■ PROBLEM DESCRIPTION ■
Set down all of the records exactly.

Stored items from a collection
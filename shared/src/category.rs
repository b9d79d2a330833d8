//! Category tokens and the per-category artwork.

use std::fmt;

/// Token carried by the wildcard filter control.
pub const ALL: &str = "all";

const DEFAULT_IMAGE: &str =
    "https://images.unsplash.com/photo-1504711434969-e33886168f5c?w=400&h=250&fit=crop";

const CATEGORY_IMAGES: &[(&str, &str)] = &[
    ("NEWS", DEFAULT_IMAGE),
    (
        "BUSINESS",
        "https://images.unsplash.com/photo-1551135049-8a33b5883817?w=400&h=250&fit=crop",
    ),
    (
        "CULTURE",
        "https://images.unsplash.com/photo-1577495508326-19a1b3cf65b7?w=400&h=250&fit=crop",
    ),
    (
        "SPORTS",
        "https://images.unsplash.com/photo-1461896836934-ffe607ba8211?w=400&h=250&fit=crop",
    ),
    (
        "SOCIETY",
        "https://images.unsplash.com/photo-1532619187608-e5375cab36aa?w=400&h=250&fit=crop",
    ),
    (
        "HI-TECH",
        "https://images.unsplash.com/photo-1451187580459-43490279c0fa?w=400&h=250&fit=crop",
    ),
    (
        "ENTERTAINMENT",
        "https://images.unsplash.com/photo-1489599735734-79b4d8c3b0bb?w=400&h=250&fit=crop",
    ),
    (
        "COLUMN",
        "https://images.unsplash.com/photo-1507003211169-0a1dd7228f2d?w=400&h=250&fit=crop",
    ),
    (
        "DOCUMENTARY",
        "https://images.unsplash.com/photo-1481627834876-b7833e8f5570?w=400&h=250&fit=crop",
    ),
    (
        "INTERVIEW",
        "https://images.unsplash.com/photo-1551836022-deb4988cc6c0?w=400&h=250&fit=crop",
    ),
    (
        "EDITOR'S CHOICE",
        "https://images.unsplash.com/photo-1486312338219-ce68e2c6f44d?w=400&h=250&fit=crop",
    ),
    (
        "OPINION",
        "https://images.unsplash.com/photo-1504711331083-9c895941bf81?w=400&h=250&fit=crop",
    ),
    (
        "TRAVEL",
        "https://images.unsplash.com/photo-1488646953014-85cb44e25828?w=400&h=250&fit=crop",
    ),
];

/// Image used for a category label, case-insensitive, defaulting to the
/// news artwork.
pub fn default_image(category: &str) -> &'static str {
    let category = category.trim();
    CATEGORY_IMAGES
        .iter()
        .find(|(label, _)| label.eq_ignore_ascii_case(category))
        .map(|(_, url)| *url)
        .unwrap_or(DEFAULT_IMAGE)
}

/// Turn a display label into a filter token: ASCII-lowercased, with every
/// run of other characters collapsed into a single `-`.
pub fn slugify(label: &str) -> String {
    let mut slug = String::with_capacity(label.len());
    let mut pending_dash = false;
    for ch in label.trim().chars() {
        if ch.is_ascii_alphanumeric() {
            if pending_dash && !slug.is_empty() {
                slug.push('-');
            }
            pending_dash = false;
            slug.push(ch.to_ascii_lowercase());
        } else {
            pending_dash = true;
        }
    }
    slug
}

/// Value of a `data-category` attribute on a filter control.
#[derive(Debug, Clone, PartialEq, Eq, Hash)]
pub enum CategoryToken {
    /// Wildcard, matches every card.
    All,
    /// Matches cards carrying exactly this token.
    Named(String),
}

impl CategoryToken {
    /// Parse a raw attribute value or display label into its slug form.
    /// Input with no alphanumerics yields `None`.
    pub fn parse(raw: &str) -> Option<Self> {
        let slug = slugify(raw);
        if slug.is_empty() {
            None
        } else if slug == ALL {
            Some(Self::All)
        } else {
            Some(Self::Named(slug))
        }
    }

    /// Whether a card with `card_token` stays visible under this token. The
    /// card token is compared in slug form; a card without one only survives
    /// the wildcard.
    pub fn matches(&self, card_token: Option<&str>) -> bool {
        match self {
            Self::All => true,
            Self::Named(name) => {
                card_token.is_some_and(|token| token == name.as_str() || slugify(token) == *name)
            },
        }
    }

    /// Attribute value of the token.
    pub fn as_str(&self) -> &str {
        match self {
            Self::All => ALL,
            Self::Named(name) => name,
        }
    }

    /// Whether this is the wildcard.
    pub fn is_all(&self) -> bool {
        matches!(self, Self::All)
    }
}

impl fmt::Display for CategoryToken {
    fn fmt(&self, f: &mut fmt::Formatter<'_>) -> fmt::Result {
        f.write_str(self.as_str())
    }
}

#[cfg(test)]
mod tests {
    use super::*;

    #[test]
    fn slugify_collapses_punctuation() {
        assert_eq!(slugify("EDITOR'S CHOICE"), "editor-s-choice");
        assert_eq!(slugify("  Hi-Tech  "), "hi-tech");
        assert_eq!(slugify("BUSINESS COLUMN"), "business-column");
        assert_eq!(slugify("---"), "");
    }

    #[test]
    fn parse_recognizes_wildcard() {
        assert_eq!(CategoryToken::parse("ALL"), Some(CategoryToken::All));
        assert_eq!(CategoryToken::parse("   "), None);
        assert_eq!(
            CategoryToken::parse(" politics "),
            Some(CategoryToken::Named("politics".to_string()))
        );
        assert_eq!(
            CategoryToken::parse("Politics"),
            Some(CategoryToken::Named("politics".to_string()))
        );
        assert_eq!(
            CategoryToken::parse("EDITOR'S CHOICE"),
            Some(CategoryToken::Named("editor-s-choice".to_string()))
        );
        assert!(CategoryToken::parse("Politics")
            .is_some_and(|token| token.matches(Some("politics"))));
    }

    #[test]
    fn missing_card_token_only_matches_wildcard() {
        assert!(CategoryToken::All.matches(None));
        assert!(!CategoryToken::Named("sports".to_string()).matches(None));
        assert!(CategoryToken::Named("sports".to_string()).matches(Some("sports")));
        assert!(CategoryToken::Named("sports".to_string()).matches(Some("Sports")));
        assert!(!CategoryToken::Named("sports".to_string()).matches(Some("sportsline")));
    }

    #[test]
    fn unknown_category_uses_news_image() {
        assert_eq!(default_image("weather"), DEFAULT_IMAGE);
        assert_ne!(default_image("travel"), DEFAULT_IMAGE);
    }
}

■ TASK OUTPUT ■
filename shared/src/category.rs
repository b9d79d2a330833d8
//! Category tokens and the per-category artwork.

use std::fmt;

/// Token carried by the wildcard filter control.
pub const ALL: &str = "all";

const DEFAULT_IMAGE: &str =
    "https://images.unsplash.com/photo-1504711434969-e33886168f5c?w=400&h=250&fit=crop";

const CATEGORY_IMAGES: &[(&str, &str)] = &[
    ("NEWS", DEFAULT_IMAGE),
    (
        "BUSINESS",
        "https://images.unsplash.com/photo-1551135049-8a33b5883817?w=400&h=250&fit=crop",
    ),
    (
        "CULTURE",
        "https://images.unsplash.com/photo-1577495508326-19a1b3cf65b7?w=400&h=250&fit=crop",
    ),
    (
        "SPORTS",
        "https://images.unsplash.com/photo-1461896836934-ffe607ba8211?w=400&h=250&fit=crop",
    ),
    (
        "SOCIETY",
        "https://images.unsplash.com/photo-1532619187608-e5375cab36aa?w=400&h=250&fit=crop",
    ),
    (
        "HI-TECH",
        "https://images.unsplash.com/photo-1451187580459-43490279c0fa?w=400&h=250&fit=crop",
    ),
    (
        "ENTERTAINMENT",
        "https://images.unsplash.com/photo-1489599735734-79b4d8c3b0bb?w=400&h=250&fit=crop",
    ),
    (
        "COLUMN",
        "https://images.unsplash.com/photo-1507003211169-0a1dd7228f2d?w=400&h=250&fit=crop",
    ),
    (
        "DOCUMENTARY",
        "https://images.unsplash.com/photo-1481627834876-b7833e8f5570?w=400&h=250&fit=crop",
    ),
    (
        "INTERVIEW",
        "https://images.unsplash.com/photo-1551836022-deb4988cc6c0?w=400&h=250&fit=crop",
    ),
    (
        "EDITOR'S CHOICE",
        "https://images.unsplash.com/photo-1486312338219-ce68e2c6f44d?w=400&h=250&fit=crop",
    ),
    (
        "OPINION",
        "https://images.unsplash.com/photo-1504711331083-9c895941bf81?w=400&h=250&fit=crop",
    ),
    (
        "TRAVEL",
        "https://images.unsplash.com/photo-1488646953014-85cb44e25828?w=400&h=250&fit=crop",
    ),
];

/// Image used for a category label, case-insensitive, defaulting to the
/// news artwork.
pub fn default_image(category: &str) -> &'static str {
    let category = category.trim();
    CATEGORY_IMAGES
        .iter()
        .find(|(label, _)| label.eq_ignore_ascii_case(category))
        .map(|(_, url)| *url)
        .unwrap_or(DEFAULT_IMAGE)
}

/// Turn a display label into a filter token: ASCII-lowercased, with every
/// run of other characters collapsed into a single `-`.
pub fn slugify(label: &str) -> String {
    let mut slug = String::with_capacity(label.len());
    let mut pending_dash = false;
    for ch in label.trim().chars() {
        if ch.is_ascii_alphanumeric() {
            if pending_dash && !slug.is_empty() {
                slug.push('-');
            }
            pending_dash = false;
            slug.push(ch.to_ascii_lowercase());
        } else {
            pending_dash = true;
        }
    }
    slug
}

/// Value of a `data-category` attribute on a filter control.
#[derive(Debug, Clone, PartialEq, Eq, Hash)]
pub enum CategoryToken {
    /// Wildcard, matches every card.
    All,
    /// Matches cards carrying exactly this token.
    Named(String),
}

impl CategoryToken {
    /// Parse a raw attribute value or display label into its slug form.
    /// Input with no alphanumerics yields `None`.
    pub fn parse(raw: &str) -> Option<Self> {
        let slug = slugify(raw);
        if slug.is_empty() {
            None
        } else if slug == ALL {
            Some(Self::All)
        } else {
            Some(Self::Named(slug))
        }
    }

    /// Whether a card with `card_token` stays visible under this token. The
    /// card token is compared in slug form; a card without one only survives
    /// the wildcard.
    pub fn matches(&self, card_token: Option<&str>) -> bool {
        match self {
            Self::All => true,
            Self::Named(name) => {
                card_token.is_some_and(|token| token == name.as_str() || slugify(token) == *name)
            },
        }
    }

    /// Attribute value of the token.
    pub fn as_str(&self) -> &str {
        match self {
            Self::All => ALL,
            Self::Named(name) => name,
        }
    }

    /// Whether this is the wildcard.
    pub fn is_all(&self) -> bool {
        matches!(self, Self::All)
    }
}

impl fmt::Display for CategoryToken {
    fn fmt(&self, f: &mut fmt::Formatter<'_>) -> fmt::Result {
        f.write_str(self.as_str())
    }
}

#[cfg(test)]
mod tests {
    use super::*;

    #[test]
    fn slugify_collapses_punctuation() {
        assert_eq!(slugify("EDITOR'S CHOICE"), "editor-s-choice");
        assert_eq!(slugify("  Hi-Tech  "), "hi-tech");
        assert_eq!(slugify("BUSINESS COLUMN"), "business-column");
        assert_eq!(slugify("---"), "");
    }

    #[test]
    fn parse_recognizes_wildcard() {
        assert_eq!(CategoryToken::parse("ALL"), Some(CategoryToken::All));
        assert_eq!(CategoryToken::parse("   "), None);
        assert_eq!(
            CategoryToken::parse(" politics "),
            Some(CategoryToken::Named("politics".to_string()))
        );
        assert_eq!(
            CategoryToken::parse("Politics"),
            Some(CategoryToken::Named("politics".to_string()))
        );
        assert_eq!(
            CategoryToken::parse("EDITOR'S CHOICE"),
            Some(CategoryToken::Named("editor-s-choice".to_string()))
        );
        assert!(CategoryToken::parse("Politics")
            .is_some_and(|token| token.matches(Some("politics"))));
    }

    #[test]
    fn missing_card_token_only_matches_wildcard() {
        assert!(CategoryToken::All.matches(None));
        assert!(!CategoryToken::Named("sports".to_string()).matches(None));
        assert!(CategoryToken::Named("sports".to_string()).matches(Some("sports")));
        assert!(CategoryToken::Named("sports".to_string()).matches(Some("Sports")));
        assert!(!CategoryToken::Named("sports".to_string()).matches(Some("sportsline")));
    }

    #[test]
    fn unknown_category_uses_news_image() {
        assert_eq!(default_image("weather"), DEFAULT_IMAGE);
        assert_ne!(default_image("travel"), DEFAULT_IMAGE);
    }
}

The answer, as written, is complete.